Ripetitore per la telefonia su palazzo Crescenzi Nel borgo adesso tira aria di mobilitazione

MONTEBELLO. Aria di mobilitazione a Montebello dove alcuni cittadini intendono costituire un comitato civico per protestare contro un’antenna di telefonia mobile installata su un palazzo del centro...
MONTEBELLO. Aria di mobilitazione a Montebello dove alcuni cittadini intendono costituire un comitato civico per protestare contro un’antenna di telefonia mobile installata su un palazzo del centro storico.

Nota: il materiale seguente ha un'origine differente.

//! Process controllers for Home Climate Control.
//!
//! A process controller turns a stream of process variable samples into a stream
//! of control outputs, relative to a setpoint that can be changed at any time.
//!
//! - [`PidController`]: proportional-integral-derivative with anti-windup; the
//!   integral and derivative calculations are pluggable strategies
//! - [`HysteresisController`]: two-state dead-band controller
//! - [`HalfLifeController`]: exponentially fading response to step changes
//!
//! Error convention across the workspace: `error = setpoint - process_variable`,
//! so a positive gain pushes the output up when the process variable is low.

pub mod controller;
pub mod error;
pub mod half_life;
pub mod hysteresis;
pub mod pid;
pub mod strategy;

pub use controller::{ControlOutput, ControlStatus, ProcessController};
pub use error::{ControlError, ControlResult};
pub use half_life::HalfLifeController;
pub use hysteresis::{HysteresisController, HysteresisStatus, DEFAULT_HYSTERESIS};
pub use pid::{PidConfig, PidController, PidStatus};
pub use strategy::{
    DerivativeStrategy, IntegralKind, IntegralStrategy, SimpleDerivative, SimpleIntegral,
    SlidingWindowIntegral,
};
//! The signal envelope.
//!
//! A [`Signal`] can only be built through constructors that keep its invariants:
//!
//! - an `Ok` signal always carries a value and never an error,
//! - a `FailurePartial` signal always carries an error and may carry a value,
//! - a `FailureTotal` signal always carries an error and never a value.

use std::fmt;
use std::time::Duration;

use hc_core::Timestamp;
use thiserror::Error;

/// Health of a signal.
#[derive(Debug, Clone, Copy, PartialEq, Eq, Hash)]
pub enum Status {
    /// Value is trustworthy.
    Ok,
    /// Something went wrong, but the value (if any) is still usable.
    FailurePartial,
    /// No usable value.
    FailureTotal,
}

impl fmt::Display for Status {
    fn fmt(&self, f: &mut fmt::Formatter<'_>) -> fmt::Result {
        let s = match self {
            Status::Ok => "OK",
            Status::FailurePartial => "FAILURE_PARTIAL",
            Status::FailureTotal => "FAILURE_TOTAL",
        };
        f.write_str(s)
    }
}

/// Why a signal is not healthy.
///
/// Signals are cloned freely through fan-out pipelines, so the error is plain data.
#[derive(Debug, Error, Clone, PartialEq)]
pub enum SignalError {
    /// No signal arrived on the named stream for longer than the allowed timeout.
    #[error("{marker}: no signal for {timeout:?}")]
    Timeout { marker: String, timeout: Duration },

    /// The device the signal should have come from is not present.
    #[error("Device absent: {address}")]
    DeviceAbsent { address: String },

    /// Input could not be interpreted.
    #[error("Malformed input: {what}")]
    Malformed { what: String },

    /// The value is too old to be trusted.
    #[error("Stale signal: {what}")]
    Stale { what: String },

    /// Value conversion failed.
    #[error("Conversion failed: {what}")]
    Conversion { what: String },

    /// Failure reported by an upstream producer.
    #[error("{0}")]
    Upstream(String),
}

/// Timestamped value with health status and optional payload.
///
/// `P` defaults to `()` for signals that need no payload.
#[derive(Debug, Clone, PartialEq)]
pub struct Signal<T, P = ()> {
    timestamp: Timestamp,
    value: Option<T>,
    payload: Option<P>,
    status: Status,
    error: Option<SignalError>,
}

impl<T, P> Signal<T, P> {
    /// Healthy signal.
    pub fn ok(timestamp: Timestamp, value: T) -> Self {
        Self {
            timestamp,
            value: Some(value),
            payload: None,
            status: Status::Ok,
            error: None,
        }
    }

    /// Degraded signal. The value may or may not be present.
    pub fn partial(timestamp: Timestamp, value: Option<T>, error: SignalError) -> Self {
        Self {
            timestamp,
            value,
            payload: None,
            status: Status::FailurePartial,
            error: Some(error),
        }
    }

    /// Signal with no usable value.
    pub fn failure(timestamp: Timestamp, error: SignalError) -> Self {
        Self {
            timestamp,
            value: None,
            payload: None,
            status: Status::FailureTotal,
            error: Some(error),
        }
    }

    /// Attach a payload.
    pub fn with_payload(mut self, payload: P) -> Self {
        self.payload = Some(payload);
        self
    }

    /// Same signal with a payload of a different type.
    pub fn with_payload_of<Q>(self, payload: Option<Q>) -> Signal<T, Q> {
        Signal {
            timestamp: self.timestamp,
            value: self.value,
            payload,
            status: self.status,
            error: self.error,
        }
    }

    /// Same signal downgraded to a partial failure carrying `error`.
    ///
    /// A total failure stays a total failure.
    pub fn degrade(self, error: SignalError) -> Self {
        if self.status == Status::FailureTotal {
            return self;
        }
        Self {
            status: Status::FailurePartial,
            error: Some(error),
            ..self
        }
    }

    /// Same signal, stamped with a different time.
    pub fn at(mut self, timestamp: Timestamp) -> Self {
        self.timestamp = timestamp;
        self
    }

    pub fn timestamp(&self) -> Timestamp {
        self.timestamp
    }

    pub fn value(&self) -> Option<&T> {
        self.value.as_ref()
    }

    pub fn into_value(self) -> Option<T> {
        self.value
    }

    pub fn payload(&self) -> Option<&P> {
        self.payload.as_ref()
    }

    pub fn status(&self) -> Status {
        self.status
    }

    pub fn error(&self) -> Option<&SignalError> {
        self.error.as_ref()
    }

    /// `true` only for [`Status::Ok`].
    pub fn is_ok(&self) -> bool {
        self.status == Status::Ok
    }

    /// `true` only for [`Status::FailureTotal`].
    pub fn is_error(&self) -> bool {
        self.status == Status::FailureTotal
    }

    /// Transform the value, keeping timestamp, status, error and payload.
    pub fn map_value<U>(self, f: impl FnOnce(T) -> U) -> Signal<U, P> {
        Signal {
            timestamp: self.timestamp,
            value: self.value.map(f),
            payload: self.payload,
            status: self.status,
            error: self.error,
        }
    }

    /// Transform the value with a fallible function.
    ///
    /// A failed conversion turns the signal into a total failure carrying the
    /// conversion error; the payload is kept.
    pub fn try_map<U>(self, f: impl FnOnce(T) -> Result<U, SignalError>) -> Signal<U, P> {
        let Signal {
            timestamp,
            value,
            payload,
            status,
            error,
        } = self;

        match value.map(f) {
            Some(Err(e)) => Signal {
                timestamp,
                value: None,
                payload,
                status: Status::FailureTotal,
                error: Some(e),
            },
            converted => Signal {
                timestamp,
                value: converted.and_then(Result::ok),
                payload,
                status,
                error,
            },
        }
    }

    /// Carry this signal's timestamp, status, error and payload over to a new value.
    ///
    /// Used by processors that compute a fresh value from an input signal. A `None`
    /// value on a healthy input degrades to a total failure.
    pub fn derive<U>(&self, value: Option<U>) -> Signal<U, P>
    where
        P: Clone,
    {
        let payload = self.payload.clone();
        match (self.status, value) {
            (Status::FailureTotal, _) => Signal {
                timestamp: self.timestamp,
                value: None,
                payload,
                status: Status::FailureTotal,
                error: self.error.clone(),
            },
            (Status::Ok, Some(v)) => Signal {
                timestamp: self.timestamp,
                value: Some(v),
                payload,
                status: Status::Ok,
                error: None,
            },
            (Status::Ok, None) => Signal {
                timestamp: self.timestamp,
                value: None,
                payload,
                status: Status::FailureTotal,
                error: Some(SignalError::Malformed {
                    what: "processor produced no value".into(),
                }),
            },
            (Status::FailurePartial, v) => Signal {
                timestamp: self.timestamp,
                value: v,
                payload,
                status: Status::FailurePartial,
                error: self.error.clone(),
            },
        }
    }
}

impl<T: fmt::Display, P: fmt::Debug> fmt::Display for Signal<T, P> {
    fn fmt(&self, f: &mut fmt::Formatter<'_>) -> fmt::Result {
        write!(f, "{{{} ", self.timestamp.to_rfc3339())?;
        match &self.value {
            Some(v) => write!(f, "value={v}")?,
            None => f.write_str("value=none")?,
        }
        if let Some(p) = &self.payload {
            write!(f, ", payload={p:?}")?;
        }
        write!(f, ", status={}", self.status)?;
        if let Some(e) = &self.error {
            write!(f, ", error={e}")?;
        }
        f.write_str("}")
    }
}


#[cfg(test)]
mod proptests {
    use super::*;
    use chrono::{TimeZone, Utc};
    use proptest::prelude::*;

    fn arb_signal() -> impl Strategy<Value = Signal<f64>> {
        let t = Utc.timestamp_opt(1_700_000_000, 0).single().unwrap();
        prop_oneof![
            any::<f64>().prop_map(move |v| Signal::ok(t, v)),
            proptest::option::of(any::<f64>()).prop_map(move |v| Signal::partial(
                t,
                v,
                SignalError::Upstream("p".into())
            )),
            Just(Signal::failure(t, SignalError::Upstream("t".into()))),
        ]
    }

    proptest! {
        #[test]
        fn envelope_invariants_hold(s in arb_signal()) {
            match s.status() {
                Status::Ok => {
                    prop_assert!(s.value().is_some());
                    prop_assert!(s.error().is_none());
                }
                Status::FailurePartial => prop_assert!(s.error().is_some()),
                Status::FailureTotal => {
                    prop_assert!(s.value().is_none());
                    prop_assert!(s.error().is_some());
                }
            }
            prop_assert_eq!(s.is_ok(), s.status() == Status::Ok);
            prop_assert_eq!(s.is_error(), s.status() == Status::FailureTotal);
        }

        #[test]
        fn derive_keeps_invariants(s in arb_signal(), v in proptest::option::of(any::<i32>())) {
            let d = s.derive(v);
            if d.is_ok() {
                prop_assert!(d.value().is_some());
            }
            if d.is_error() {
                prop_assert!(d.value().is_none());
                prop_assert!(d.error().is_some());
            }
        }
    }
}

L’episodio rischia di diventare anche il primo motivo di frizione tra la maggioranza del sindaco Venanzio Fidanza e l’opposizione guidata da Niclo Durante. Secondo i cittadini, pur essendoci tutte le autorizzazioni necessarie per il ripetitore, l’impianto provocherebbe un inquinamento elettromagnetico tale da minare la salute della popolazione. All’arrivo degli operai, i residenti del borgo e i rappresentanti dell’opposizione hanno chiesto la sospensione dei lavori, ma la polizia municipale ha confermato che tutto era in regola e l’antenna è stata issata sul tetto di Palazzo Crescenzi.
«Come amministratore» dice Durante «ho suggerito la sospensione dei lavori per informare la cittadinanza, ma l’assessore Emanuele Pavone ha fatto proseguire le operazioni e il risultato è sotto gli occhi di tutti». (c.f.)